PROBLEM DETAILS >>
Only the lines from the beginning of the data below through the line that contains "type Err = AppError;" should be repeated, exactly as written.

PROVIDED DATA >>
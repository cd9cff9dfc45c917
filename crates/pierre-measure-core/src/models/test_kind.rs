// ABOUTME: Fitness test identifiers for the three camera and heart-rate based measurements
// ABOUTME: Parsed from CLI and config strings and serialized into session results
//
// SPDX-License-Identifier: MIT OR Apache-2.0
// Copyright (c) 2025 Pierre Fitness Intelligence

use crate::errors::AppError;
use serde::{Deserialize, Serialize};
use std::fmt;
use std::str::FromStr;

/// Which measurement a session runs
#[derive(Debug, Clone, Copy, PartialEq, Eq, Hash, Serialize, Deserialize)]
#[serde(rename_all = "snake_case")]
pub enum FitnessTest {
    /// Timed sit-up repetitions counted from the torso angle
    Situp,
    /// Seated forward reach measured in centimeters
    SitAndReach,
    /// Three-minute step test scored from recovery heart rate
    StepTest,
}

impl FitnessTest {
    /// Stable string identifier
    #[must_use]
    pub const fn as_str(self) -> &'static str {
        match self {
            Self::Situp => "situp",
            Self::SitAndReach => "sit_and_reach",
            Self::StepTest => "step_test",
        }
    }
}

impl fmt::Display for FitnessTest {
    fn fmt(&self, f: &mut fmt::Formatter<'_>) -> fmt::Result {
        f.write_str(self.as_str())
    }
}

impl FromStr for FitnessTest {
    type Err = AppError;

    fn from_str(s: &str) -> Result<Self, Self::Err> {
        match s.to_lowercase().replace('-', "_").as_str() {
            "situp" | "sit_up" => Ok(Self::Situp),
            "sit_and_reach" | "reach" => Ok(Self::SitAndReach),
            "step_test" | "step" => Ok(Self::StepTest),
            other => Err(AppError::invalid_input(format!(
                "Unknown fitness test: {other}"
            ))),
        }
    }
}
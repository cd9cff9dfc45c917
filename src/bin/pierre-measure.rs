// ABOUTME: Pierre measure CLI for replaying recorded frames, scoring recovery and watching the feed
// ABOUTME: Prints measurement results as JSON on stdout and logs through tracing
//
// SPDX-License-Identifier: MIT OR Apache-2.0
// Copyright (c) 2025 Pierre Fitness Intelligence

//! Usage:
//! ```bash
//! # Replay a recorded sit-up session
//! pierre-measure replay situp recordings/situp.jsonl
//!
//! # Score a recovery heart rate, or a ten-second manual pulse count
//! pierre-measure score-recovery --bpm 104
//! pierre-measure score-recovery --beats 17
//!
//! # Poll the heart-rate relay ten times
//! pierre-measure watch-heart-rate --url http://127.0.0.1:3001/api/heart-rate --count 10
//! ```

use anyhow::{bail, Context, Result};
use clap::{Parser, Subcommand};
use pierre_measure::algorithms::{bpm_from_manual_count, calc_fitness_score};
use pierre_measure::config::MeasureConfig;
use pierre_measure::heart_rate::{HeartRatePoller, HttpHeartRateSource};
use pierre_measure::logging::{LoggingConfig, MeasureLogger};
use pierre_measure::models::FitnessTest;
use pierre_measure::replay;
use serde_json::json;
use std::path::{Path, PathBuf};
use std::sync::Arc;
use tokio::signal;
use tracing::info;

#[derive(Parser)]
#[command(
    name = "pierre-measure",
    about = "Pierre pose-based fitness measurement",
    long_about = "Replays recorded pose frames through the sit-up and sit-and-reach orchestrators, scores step-test recovery heart rates, and polls the heart-rate relay."
)]
struct Cli {
    #[command(subcommand)]
    command: Command,

    /// JSON config file; environment variables still override it
    #[arg(long, global = true)]
    config: Option<PathBuf>,

    /// Enable debug logging
    #[arg(long, short = 'v', global = true)]
    verbose: bool,
}

#[derive(Subcommand)]
enum Command {
    /// Replay a JSON-lines frame recording and print the result
    Replay {
        /// Test to run: situp or sit-and-reach
        test: String,

        /// Recording path
        file: PathBuf,
    },

    /// Score a step-test recovery heart rate
    ScoreRecovery {
        /// Recovery heart rate in beats per minute
        #[arg(long, conflicts_with = "beats")]
        bpm: Option<f64>,

        /// Beats counted over ten seconds
        #[arg(long)]
        beats: Option<u32>,
    },

    /// Poll the heart-rate relay and print each snapshot
    WatchHeartRate {
        /// Relay endpoint, defaults to the configured one
        #[arg(long)]
        url: Option<String>,

        /// Snapshots to print before exiting
        #[arg(long, default_value_t = 10)]
        count: u32,
    },
}

#[tokio::main]
async fn main() -> Result<()> {
    let cli = Cli::parse();

    let mut logging = LoggingConfig::from_env();
    if cli.verbose {
        "debug".clone_into(&mut logging.level);
    }
    logging.init()?;

    let mut config = match &cli.config {
        Some(path) => MeasureConfig::from_env_over(MeasureConfig::from_json_file(path)?)?,
        None => MeasureConfig::load()?,
    };

    match cli.command {
        Command::Replay { test, file } => run_replay(&test, &file, &config).await,
        Command::ScoreRecovery { bpm, beats } => score_recovery(bpm, beats),
        Command::WatchHeartRate { url, count } => {
            if let Some(url) = url {
                config.heart_rate.url = url;
            }
            watch_heart_rate(&config, count).await
        }
    }
}

async fn run_replay(test: &str, file: &Path, config: &MeasureConfig) -> Result<()> {
    let test: FitnessTest = test.parse()?;
    let records = replay::load_jsonl(file)
        .await
        .with_context(|| format!("loading {}", file.display()))?;
    let summary = replay::replay(test, &records, config)?;

    match &summary.result {
        Some(result) => {
            MeasureLogger::log_session_result(result);
            println!("{}", result.to_json()?);
        }
        None => {
            info!(phase = %summary.final_phase, "recording ended before measuring started");
            println!(
                "{}",
                json!({ "test": test, "frames": summary.frames, "phase": summary.final_phase })
            );
        }
    }
    Ok(())
}

fn score_recovery(bpm: Option<f64>, beats: Option<u32>) -> Result<()> {
    let bpm = match (bpm, beats) {
        (Some(bpm), _) => bpm,
        (None, Some(0)) => bail!("beat count must be positive"),
        (None, Some(beats)) => bpm_from_manual_count(beats),
        (None, None) => bail!("pass --bpm or --beats"),
    };

    let score = calc_fitness_score(Some(bpm));
    println!(
        "{}",
        serde_json::to_string_pretty(&json!({ "recovery_bpm": bpm, "score": score }))?
    );
    Ok(())
}

async fn watch_heart_rate(config: &MeasureConfig, count: u32) -> Result<()> {
    let source = HttpHeartRateSource::new(config.heart_rate.clone())?;
    info!(url = source.url(), count, "watching heart-rate relay");

    let poller = HeartRatePoller::spawn(
        Arc::new(source),
        config.heart_rate.poll_interval(),
        config.heart_rate.failure_warning_threshold,
    );
    let mut snapshots = poller.subscribe();

    for _ in 0..count {
        tokio::select! {
            changed = snapshots.changed() => {
                if changed.is_err() {
                    break;
                }
            }
            _ = signal::ctrl_c() => {
                info!("interrupted");
                break;
            }
        }
        let snapshot = *snapshots.borrow_and_update();
        MeasureLogger::log_heart_rate_status(
            snapshot.bpm,
            snapshot.consecutive_failures,
            snapshot.connectivity_warning,
        );
        println!("{}", serde_json::to_string(&snapshot)?);
    }

    poller.shutdown().await;
    Ok(())
}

EXERCISE RESULT >>
repository cd9cff9dfc45c917
filename crates/pierre-measure-core/src/models/test_kind.rs
// ABOUTME: Fitness test identifiers for the three camera and heart-rate based measurements
// ABOUTME: Parsed from CLI and config strings and serialized into session results
//
// SPDX-License-Identifier: MIT OR Apache-2.0
// Copyright (c) 2025 Pierre Fitness Intelligence

use crate::errors::AppError;
use serde::{Deserialize, Serialize};
use std::fmt;
use std::str::FromStr;

/// Which measurement a session runs
#[derive(Debug, Clone, Copy, PartialEq, Eq, Hash, Serialize, Deserialize)]
#[serde(rename_all = "snake_case")]
pub enum FitnessTest {
    /// Timed sit-up repetitions counted from the torso angle
    Situp,
    /// Seated forward reach measured in centimeters
    SitAndReach,
    /// Three-minute step test scored from recovery heart rate
    StepTest,
}

impl FitnessTest {
    /// Stable string identifier
    #[must_use]
    pub const fn as_str(self) -> &'static str {
        match self {
            Self::Situp => "situp",
            Self::SitAndReach => "sit_and_reach",
            Self::StepTest => "step_test",
        }
    }
}

impl fmt::Display for FitnessTest {
    fn fmt(&self, f: &mut fmt::Formatter<'_>) -> fmt::Result {
        f.write_str(self.as_str())
    }
}

impl FromStr for FitnessTest {
    type Err = AppError;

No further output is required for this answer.